PROBLEM DESCRIPTION: Write out the lines starting at the one that holds "pub struct PlaybackStateStore" and ending with the final line of the data, exactly and with no others.

DATA:
// SPDX-License-Identifier: BUSL-1.1
// Copyright (c) 2026 Alfred Jean LLC

//! Read-modify-write access to `<state_dir>/playback_state.json` (§4.3).
//! Every read opens the file fresh — no in-process cache — so a CLI `pause`
//! command and the daemon's scheduler tick always agree on current state.

use std::path::{Path, PathBuf};

use ttsbus_core::playback_state::{PlaybackState, PlaybackStateUpdate};

#[derive(Debug, thiserror::Error)]
pub enum PlaybackStateError {
    #[error("failed to read {path}: {source}")]
    Read {
        path: PathBuf,
        #[source]
        source: std::io::Error,
    },
    #[error("malformed playback state at {path}: {source}")]
    Parse {
        path: PathBuf,
        #[source]
        source: serde_json::Error,
    },
    #[error(transparent)]
    Write(#[from] crate::atomic::AtomicWriteError),
}

pub struct PlaybackStateStore {
    path: PathBuf,
}

impl PlaybackStateStore {
    pub fn new(path: impl Into<PathBuf>) -> Self {
        Self { path: path.into() }
    }

    pub fn path(&self) -> &Path {
        &self.path
    }

    /// Returns the default (unpaused, no replay) state if the file does not
    /// exist yet.
    pub fn read(&self) -> Result<PlaybackState, PlaybackStateError> {
        match std::fs::read(&self.path) {
            Ok(bytes) => {
                serde_json::from_slice(&bytes).map_err(|source| PlaybackStateError::Parse {
                    path: self.path.clone(),
                    source,
                })
            }
            Err(e) if e.kind() == std::io::ErrorKind::NotFound => Ok(PlaybackState::default()),
            Err(source) => Err(PlaybackStateError::Read {
                path: self.path.clone(),
                source,
            }),
        }
    }

    /// Applies `update` to the current on-disk state and writes the result
    /// back atomically.
    pub fn apply(&self, update: PlaybackStateUpdate) -> Result<PlaybackState, PlaybackStateError> {
        let mut state = self.read()?;
        state.apply(update);
        let json = serde_json::to_vec(&state).map_err(|source| PlaybackStateError::Parse {
            path: self.path.clone(),
            source,
        })?;
        crate::atomic::write_atomic(&crate::atomic::FsAtomicWriter, &self.path, &json)?;
        Ok(state)
    }
}

#[cfg(test)]
#[path = "playback_state_store_tests.rs"]
mod tests;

RESULT:
pub struct PlaybackStateStore {
    path: PathBuf,
}

impl PlaybackStateStore {
    pub fn new(path: impl Into<PathBuf>) -> Self {
        Self { path: path.into() }
    }

    pub fn path(&self) -> &Path {
        &self.path
    }

    /// Returns the default (unpaused, no replay) state if the file does not
    /// exist yet.
    pub fn read(&self) -> Result<PlaybackState, PlaybackStateError> {
        match std::fs::read(&self.path) {
            Ok(bytes) => {
                serde_json::from_slice(&bytes).map_err(|source| PlaybackStateError::Parse {
                    path: self.path.clone(),
                    source,
                })
            }
            Err(e) if e.kind() == std::io::ErrorKind::NotFound => Ok(PlaybackState::default()),
            Err(source) => Err(PlaybackStateError::Read {
                path: self.path.clone(),
                source,
            }),
        }
    }

    /// Applies `update` to the current on-disk state and writes the result
    /// back atomically.
    pub fn apply(&self, update: PlaybackStateUpdate) -> Result<PlaybackState, PlaybackStateError> {
        let mut state = self.read()?;
        state.apply(update);
        let json = serde_json::to_vec(&state).map_err(|source| PlaybackStateError::Parse {
            path: self.path.clone(),
            source,
        })?;
        crate::atomic::write_atomic(&crate::atomic::FsAtomicWriter, &self.path, &json)?;
        Ok(state)
    }
}

#[cfg(test)]
#[path = "playback_state_store_tests.rs"]
mod tests;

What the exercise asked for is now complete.